What is MemoryArchive?

MemoryArchive is a place for you, or anyone, to store your memories and share them with others. To contribute your experiences, all you do is type them into MemoryArchive.

How do you contribute to MemoryArchive?

It's easy. Just click here and you're on your way. After your story is entered, the editors will fix superficial things like formatting, typos, etc. We'll also index it so others can find it. Once it's proofed, we'll lock it so no further changes can be made unless you request them. And then it will be preserved forever, or at least a very, very, very long time.

What belongs at MemoryArchive?

The short answer is pretty much anything you remember that someone else might conceivably find interesting, now or in 500 years.

Why would you want to record your experiences at MemoryArchive?

Whether you know it or not, you are a participant in our common histories -- the history of the universe, of our galaxy, of our solar system, of our planet, of humanity, of your country, of your city or town, of your family, and of course your own life. You -- yes, you -- have seen things, heard things, done things, that interest others. Have you ever had the experience of meeting someone who was there too? The excitement is immediate. You were there? You saw that too? Wasn't that incredible?

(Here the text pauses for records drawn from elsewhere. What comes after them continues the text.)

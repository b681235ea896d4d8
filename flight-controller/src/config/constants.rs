use std::time::Duration;

// Navboard
pub const NAVBOARD_START_COMMAND: [u8; 1] = [0x01];
pub const DEFAULT_NAVBOARD_TTY: &str = "/dev/ttyO1";

// Calibration
pub const CALIBRATION_SAMPLES: usize = 40;
/// Shared by the whole calibration run, not per sample.
pub const CALIBRATION_READ_RETRIES: usize = 100;
/// Stdev is usually around 1 raw unit on every axis, 10 means the vehicle
/// is moving or the sensors are misbehaving.
pub const CALIBRATION_MAX_STDEV: f64 = 10.0;

// Motorboard
pub const DEFAULT_MOTORBOARD_TTY: &str = "/dev/ttyO0";
pub const MOTORBOARD_FREQUENCY_HZ: u32 = 20;

// Telemetry
pub const TELEMETRY_PERIOD: Duration = Duration::from_millis(250);
use std::{fs, path::Path};

use serde::{Deserialize, Serialize};
use shared_definitions::navboard::checksum::{FrameChecksum, UncheckedFrames, WordSumChecksum};

use super::constants::{
    DEFAULT_MOTORBOARD_TTY, DEFAULT_NAVBOARD_TTY, MOTORBOARD_FREQUENCY_HZ, NAVBOARD_START_COMMAND,
};
use crate::util::{error::ConfigError, logger::TimestampFormat};

#[derive(Debug, Clone, Copy, PartialEq, Serialize, Deserialize)]
pub struct PidGains {
    pub p: f64,
    pub i: f64,
    pub d: f64,
}

impl PidGains {
    pub const fn new(p: f64, i: f64, d: f64) -> Self {
        PidGains { p, i, d }
    }
}

#[derive(Debug, Clone, PartialEq, Serialize, Deserialize)]
#[serde(default)]
pub struct ControllerConfig {
    /// Share of the motor range reserved for attitude corrections.
    pub rotation_band: f64,
    pub throttle_hover: f64,
    pub throttle_min: f64,
    pub pitch: PidGains,
    pub roll: PidGains,
    pub yaw: PidGains,
    pub altitude: PidGains,
}

impl Default for ControllerConfig {
    fn default() -> Self {
        ControllerConfig {
            rotation_band: 0.3,
            throttle_hover: 0.5,
            throttle_min: 0.1,
            pitch: PidGains::new(0.5, 0.0, 0.05),
            roll: PidGains::new(0.5, 0.0, 0.05),
            yaw: PidGains::new(0.2, 0.0, 0.0),
            altitude: PidGains::new(0.3, 0.05, 0.1),
        }
    }
}

#[derive(Debug, Clone, PartialEq, Serialize, Deserialize)]
#[serde(default)]
pub struct EstimatorConfig {
    /// Radians per second for one raw gyroscope unit.
    pub gyro_scale: f64,
    /// Metres for one raw ultrasound unit.
    pub ultrasound_scale: f64,
    pub gyro_drift: f64,
    pub accel_uncertainty: f64,
}

impl Default for EstimatorConfig {
    fn default() -> Self {
        EstimatorConfig {
            // 2000 deg/s full scale over a signed 16-bit range
            gyro_scale: 0.001_065_26,
            // echo round trip in microseconds at 343 m/s
            ultrasound_scale: 0.000_171_5,
            gyro_drift: 0.05,
            accel_uncertainty: 0.05,
        }
    }
}

#[derive(Debug, Default, Clone, Copy, PartialEq, Eq, Serialize, Deserialize)]
#[serde(rename_all = "snake_case")]
pub enum ChecksumKind {
    #[default]
    WordSum,
    Unchecked,
}

impl ChecksumKind {
    pub fn validator(self) -> Box<dyn FrameChecksum> {
        match self {
            ChecksumKind::WordSum => Box::new(WordSumChecksum),
            ChecksumKind::Unchecked => Box::new(UncheckedFrames),
        }
    }
}

#[derive(Debug, Clone, PartialEq, Serialize, Deserialize)]
#[serde(default)]
pub struct AppConfig {
    pub log_level: String,
    pub log_time_format: TimestampFormat,
    pub motorboard_tty: String,
    pub navboard_tty: String,
    pub http_api_port: u16,
    pub motorboard_frequency_hz: u32,
    pub navboard_start_command: Vec<u8>,
    pub navboard_checksum: ChecksumKind,
    pub calibration_attempts: usize,
    pub max_consecutive_sensor_failures: usize,
    pub controller: ControllerConfig,
    pub estimator: EstimatorConfig,
}

impl Default for AppConfig {
    fn default() -> Self {
        AppConfig {
            log_level: "debug".to_string(),
            log_time_format: TimestampFormat::Clock,
            motorboard_tty: DEFAULT_MOTORBOARD_TTY.to_string(),
            navboard_tty: DEFAULT_NAVBOARD_TTY.to_string(),
            http_api_port: 80,
            motorboard_frequency_hz: MOTORBOARD_FREQUENCY_HZ,
            navboard_start_command: NAVBOARD_START_COMMAND.to_vec(),
            navboard_checksum: ChecksumKind::WordSum,
            calibration_attempts: 3,
            max_consecutive_sensor_failures: 10,
            controller: ControllerConfig::default(),
            estimator: EstimatorConfig::default(),
        }
    }
}

impl AppConfig {
    pub fn load(path: impl AsRef<Path>) -> Result<Self, ConfigError> {
        let contents = fs::read_to_string(path)?;
        Self::from_json(&contents)
    }

    pub fn from_json(contents: &str) -> Result<Self, ConfigError> {
        let config: AppConfig = serde_json::from_str(contents)?;
        config.validate()?;
        Ok(config)
    }

    pub fn validate(&self) -> Result<(), ConfigError> {
        let controller = &self.controller;
        let band = controller.rotation_band;
        if !(band > 0.0 && band < 1.0) {
            return Err(ConfigError::Invalid(format!(
                "rotation_band must be inside (0, 1), got {band}"
            )));
        }
        let throttle_max = 1.0 - band;
        if !(0.0..=throttle_max).contains(&controller.throttle_min) {
            return Err(ConfigError::Invalid(format!(
                "throttle_min must be inside [0, {throttle_max}], got {}",
                controller.throttle_min
            )));
        }
        if !(controller.throttle_min..=throttle_max).contains(&controller.throttle_hover) {
            return Err(ConfigError::Invalid(format!(
                "throttle_hover must be inside [{}, {throttle_max}], got {}",
                controller.throttle_min, controller.throttle_hover
            )));
        }
        if self.motorboard_frequency_hz == 0 {
            return Err(ConfigError::Invalid(
                "motorboard_frequency_hz must be positive".to_string(),
            ));
        }
        if self.calibration_attempts == 0 {
            return Err(ConfigError::Invalid(
                "calibration_attempts must be positive".to_string(),
            ));
        }
        Ok(())
    }
}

There are millions of people in the world who were "there too," and if they weren't, they may just want to hear about what you saw.

Think of the Future

Your experiences are the stuff of history, literally. You may think "Who would be interested in my experiences of this or that? Lots of people were there, and everyone knows about what happened." Well, that's true, for now. But all the people, like you, who are alive today and who bore witness to the significant events of our age, will pass on. Our collective memory -- yours, mine, all of ours -- will go into the great beyond with us, vanishing forever. Over the coming decade, century, and millenium, your experiences will slowly dissappear. The past, they say, is a foreign country -- distant, strange, often unknowable. Unless you have a map. Your memoirs, recorded and shared at MemoryArchive, are that map for future generations. Go ahead. Tell the future how it was to be alive now. Your children, childrens' children and all who follow will want to know. You've got a story. Make it history.